* ABOUT THIS TASK: Please go line by line through the material and copy each one containing the word "path".

* MATERIALS PROVIDED:
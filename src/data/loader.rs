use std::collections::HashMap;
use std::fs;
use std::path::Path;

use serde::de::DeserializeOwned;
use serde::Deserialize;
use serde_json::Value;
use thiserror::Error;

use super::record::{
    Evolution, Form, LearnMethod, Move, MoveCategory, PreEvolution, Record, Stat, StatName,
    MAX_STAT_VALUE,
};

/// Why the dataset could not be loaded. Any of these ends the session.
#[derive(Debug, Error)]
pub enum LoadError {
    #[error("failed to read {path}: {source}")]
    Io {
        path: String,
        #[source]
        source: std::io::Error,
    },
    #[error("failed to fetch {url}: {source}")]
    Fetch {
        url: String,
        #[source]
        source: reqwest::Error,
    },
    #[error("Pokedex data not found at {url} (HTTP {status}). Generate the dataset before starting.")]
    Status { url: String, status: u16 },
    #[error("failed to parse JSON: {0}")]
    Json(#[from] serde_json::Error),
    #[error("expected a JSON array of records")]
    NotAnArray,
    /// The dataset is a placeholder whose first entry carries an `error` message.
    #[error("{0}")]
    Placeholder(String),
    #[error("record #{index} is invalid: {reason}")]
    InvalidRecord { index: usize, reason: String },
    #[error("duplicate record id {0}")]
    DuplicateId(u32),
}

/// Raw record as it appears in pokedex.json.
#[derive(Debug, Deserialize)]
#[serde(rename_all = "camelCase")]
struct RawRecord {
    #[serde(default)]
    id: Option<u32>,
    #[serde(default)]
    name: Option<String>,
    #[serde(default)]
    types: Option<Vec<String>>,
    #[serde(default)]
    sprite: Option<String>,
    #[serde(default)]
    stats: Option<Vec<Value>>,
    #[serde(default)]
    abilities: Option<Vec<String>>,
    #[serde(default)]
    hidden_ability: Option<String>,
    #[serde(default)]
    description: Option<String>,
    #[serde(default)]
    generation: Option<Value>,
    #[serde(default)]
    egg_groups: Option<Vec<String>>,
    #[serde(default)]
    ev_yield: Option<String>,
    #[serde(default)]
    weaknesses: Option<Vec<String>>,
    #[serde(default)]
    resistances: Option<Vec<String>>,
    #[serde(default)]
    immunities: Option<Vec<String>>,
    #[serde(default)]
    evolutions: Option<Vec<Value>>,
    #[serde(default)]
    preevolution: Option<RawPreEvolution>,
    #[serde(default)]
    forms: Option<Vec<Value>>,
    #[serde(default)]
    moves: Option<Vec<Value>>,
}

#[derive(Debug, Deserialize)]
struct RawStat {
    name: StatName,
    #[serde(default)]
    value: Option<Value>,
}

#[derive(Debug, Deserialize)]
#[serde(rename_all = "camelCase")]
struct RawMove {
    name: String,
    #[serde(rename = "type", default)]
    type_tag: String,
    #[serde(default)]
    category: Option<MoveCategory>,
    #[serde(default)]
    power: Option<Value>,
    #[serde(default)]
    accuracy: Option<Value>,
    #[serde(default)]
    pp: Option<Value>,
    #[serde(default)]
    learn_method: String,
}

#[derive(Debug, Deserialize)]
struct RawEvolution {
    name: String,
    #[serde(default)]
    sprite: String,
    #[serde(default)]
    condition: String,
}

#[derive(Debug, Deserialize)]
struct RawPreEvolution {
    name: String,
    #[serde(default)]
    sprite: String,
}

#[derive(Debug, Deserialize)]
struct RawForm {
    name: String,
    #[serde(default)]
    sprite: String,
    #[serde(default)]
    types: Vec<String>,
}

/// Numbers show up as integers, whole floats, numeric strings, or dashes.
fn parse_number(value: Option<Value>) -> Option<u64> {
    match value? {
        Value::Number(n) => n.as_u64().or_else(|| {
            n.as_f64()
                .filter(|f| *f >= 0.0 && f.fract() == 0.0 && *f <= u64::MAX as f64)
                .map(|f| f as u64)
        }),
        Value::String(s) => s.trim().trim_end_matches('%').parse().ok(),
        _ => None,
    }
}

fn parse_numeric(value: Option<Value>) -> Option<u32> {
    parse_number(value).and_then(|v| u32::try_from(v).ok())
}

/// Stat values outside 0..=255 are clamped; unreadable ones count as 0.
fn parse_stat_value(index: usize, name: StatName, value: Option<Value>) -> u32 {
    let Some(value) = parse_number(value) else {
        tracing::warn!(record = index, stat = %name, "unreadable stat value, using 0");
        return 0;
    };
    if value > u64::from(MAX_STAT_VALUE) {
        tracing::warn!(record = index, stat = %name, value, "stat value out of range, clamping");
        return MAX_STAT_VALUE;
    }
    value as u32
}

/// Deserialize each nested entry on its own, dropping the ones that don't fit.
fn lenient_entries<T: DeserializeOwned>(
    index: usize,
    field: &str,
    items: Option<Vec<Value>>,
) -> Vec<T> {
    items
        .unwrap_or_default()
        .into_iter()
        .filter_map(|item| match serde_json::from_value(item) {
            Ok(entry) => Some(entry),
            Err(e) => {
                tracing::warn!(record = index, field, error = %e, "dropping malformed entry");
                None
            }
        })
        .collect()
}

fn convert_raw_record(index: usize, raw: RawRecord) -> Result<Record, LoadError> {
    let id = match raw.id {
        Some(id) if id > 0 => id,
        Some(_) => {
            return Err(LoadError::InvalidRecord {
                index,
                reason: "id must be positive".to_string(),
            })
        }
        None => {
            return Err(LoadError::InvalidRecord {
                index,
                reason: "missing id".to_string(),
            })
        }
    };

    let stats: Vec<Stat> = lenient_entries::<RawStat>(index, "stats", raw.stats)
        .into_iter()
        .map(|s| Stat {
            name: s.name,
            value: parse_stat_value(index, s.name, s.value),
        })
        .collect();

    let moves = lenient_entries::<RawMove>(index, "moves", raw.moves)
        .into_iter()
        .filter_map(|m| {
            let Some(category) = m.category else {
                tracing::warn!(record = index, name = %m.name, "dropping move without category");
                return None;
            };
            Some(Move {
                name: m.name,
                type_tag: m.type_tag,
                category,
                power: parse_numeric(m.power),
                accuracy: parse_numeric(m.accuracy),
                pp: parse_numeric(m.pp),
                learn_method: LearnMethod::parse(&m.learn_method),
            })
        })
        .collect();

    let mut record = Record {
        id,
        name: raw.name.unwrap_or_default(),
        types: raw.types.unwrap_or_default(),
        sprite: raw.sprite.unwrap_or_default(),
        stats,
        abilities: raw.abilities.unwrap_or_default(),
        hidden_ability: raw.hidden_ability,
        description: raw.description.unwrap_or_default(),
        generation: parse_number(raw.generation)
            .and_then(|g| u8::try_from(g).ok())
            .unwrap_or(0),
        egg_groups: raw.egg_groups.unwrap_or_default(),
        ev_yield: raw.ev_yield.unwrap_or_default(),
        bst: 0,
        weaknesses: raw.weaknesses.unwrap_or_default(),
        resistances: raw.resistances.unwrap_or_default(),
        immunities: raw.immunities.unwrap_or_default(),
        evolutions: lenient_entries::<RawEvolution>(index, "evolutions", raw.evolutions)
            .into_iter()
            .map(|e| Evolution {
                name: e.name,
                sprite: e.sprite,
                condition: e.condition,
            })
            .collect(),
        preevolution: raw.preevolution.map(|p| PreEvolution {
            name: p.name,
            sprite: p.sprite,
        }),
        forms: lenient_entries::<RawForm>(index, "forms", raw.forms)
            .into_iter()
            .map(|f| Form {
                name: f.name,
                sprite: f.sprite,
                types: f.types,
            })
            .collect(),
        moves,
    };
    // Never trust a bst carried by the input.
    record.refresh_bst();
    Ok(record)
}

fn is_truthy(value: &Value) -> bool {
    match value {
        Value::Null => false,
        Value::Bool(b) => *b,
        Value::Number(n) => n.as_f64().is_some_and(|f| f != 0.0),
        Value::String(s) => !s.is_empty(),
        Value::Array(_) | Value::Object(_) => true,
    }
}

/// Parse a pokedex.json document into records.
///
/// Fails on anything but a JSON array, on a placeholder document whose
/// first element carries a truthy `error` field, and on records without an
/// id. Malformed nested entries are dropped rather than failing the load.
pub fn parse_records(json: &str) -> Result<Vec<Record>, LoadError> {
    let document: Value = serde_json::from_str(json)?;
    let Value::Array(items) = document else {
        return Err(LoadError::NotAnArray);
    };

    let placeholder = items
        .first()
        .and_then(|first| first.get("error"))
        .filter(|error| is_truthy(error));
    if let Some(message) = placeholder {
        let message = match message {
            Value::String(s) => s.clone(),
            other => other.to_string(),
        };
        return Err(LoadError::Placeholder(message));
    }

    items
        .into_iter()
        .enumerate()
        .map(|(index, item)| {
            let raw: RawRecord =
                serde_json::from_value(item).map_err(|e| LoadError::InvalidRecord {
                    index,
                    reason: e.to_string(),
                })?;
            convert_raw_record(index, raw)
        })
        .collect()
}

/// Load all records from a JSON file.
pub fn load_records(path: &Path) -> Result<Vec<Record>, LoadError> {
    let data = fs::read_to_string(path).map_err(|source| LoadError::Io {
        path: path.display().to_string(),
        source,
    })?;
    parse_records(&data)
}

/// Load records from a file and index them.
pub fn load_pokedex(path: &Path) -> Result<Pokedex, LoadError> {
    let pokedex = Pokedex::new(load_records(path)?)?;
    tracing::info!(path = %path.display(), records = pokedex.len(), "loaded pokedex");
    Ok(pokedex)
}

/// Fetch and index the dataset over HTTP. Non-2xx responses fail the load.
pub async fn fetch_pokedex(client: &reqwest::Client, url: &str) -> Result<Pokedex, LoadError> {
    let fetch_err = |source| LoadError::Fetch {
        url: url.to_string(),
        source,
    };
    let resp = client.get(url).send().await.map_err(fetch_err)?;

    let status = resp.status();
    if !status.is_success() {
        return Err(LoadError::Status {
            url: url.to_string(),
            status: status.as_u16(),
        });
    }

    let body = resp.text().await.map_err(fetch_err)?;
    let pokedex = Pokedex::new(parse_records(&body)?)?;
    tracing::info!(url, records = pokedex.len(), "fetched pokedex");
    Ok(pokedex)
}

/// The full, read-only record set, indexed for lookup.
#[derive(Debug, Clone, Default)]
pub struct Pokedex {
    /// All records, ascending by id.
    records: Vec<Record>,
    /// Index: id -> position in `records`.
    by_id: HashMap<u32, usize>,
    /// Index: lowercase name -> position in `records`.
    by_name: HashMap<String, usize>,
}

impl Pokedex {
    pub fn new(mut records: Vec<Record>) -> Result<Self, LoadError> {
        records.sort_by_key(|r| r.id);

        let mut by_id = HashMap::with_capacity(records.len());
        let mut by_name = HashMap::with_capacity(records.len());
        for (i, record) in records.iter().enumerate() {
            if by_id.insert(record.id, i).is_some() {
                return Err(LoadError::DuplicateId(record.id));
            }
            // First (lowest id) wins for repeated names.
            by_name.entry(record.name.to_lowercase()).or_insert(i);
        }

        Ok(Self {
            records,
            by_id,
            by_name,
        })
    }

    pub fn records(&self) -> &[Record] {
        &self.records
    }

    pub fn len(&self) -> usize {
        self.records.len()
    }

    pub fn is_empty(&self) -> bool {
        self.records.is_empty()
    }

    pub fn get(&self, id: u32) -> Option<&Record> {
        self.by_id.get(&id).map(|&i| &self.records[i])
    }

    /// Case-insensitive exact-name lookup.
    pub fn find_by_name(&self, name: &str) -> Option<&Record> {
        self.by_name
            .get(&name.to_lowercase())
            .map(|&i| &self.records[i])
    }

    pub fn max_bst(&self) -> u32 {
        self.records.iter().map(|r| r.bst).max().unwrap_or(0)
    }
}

* WRITTEN ANSWER:
use std::path::Path;
    #[error("failed to read {path}: {source}")]
        path: String,
pub fn load_records(path: &Path) -> Result<Vec<Record>, LoadError> {
    let data = fs::read_to_string(path).map_err(|source| LoadError::Io {
        path: path.display().to_string(),
pub fn load_pokedex(path: &Path) -> Result<Pokedex, LoadError> {
    let pokedex = Pokedex::new(load_records(path)?)?;
    tracing::info!(path = %path.display(), records = pokedex.len(), "loaded pokedex");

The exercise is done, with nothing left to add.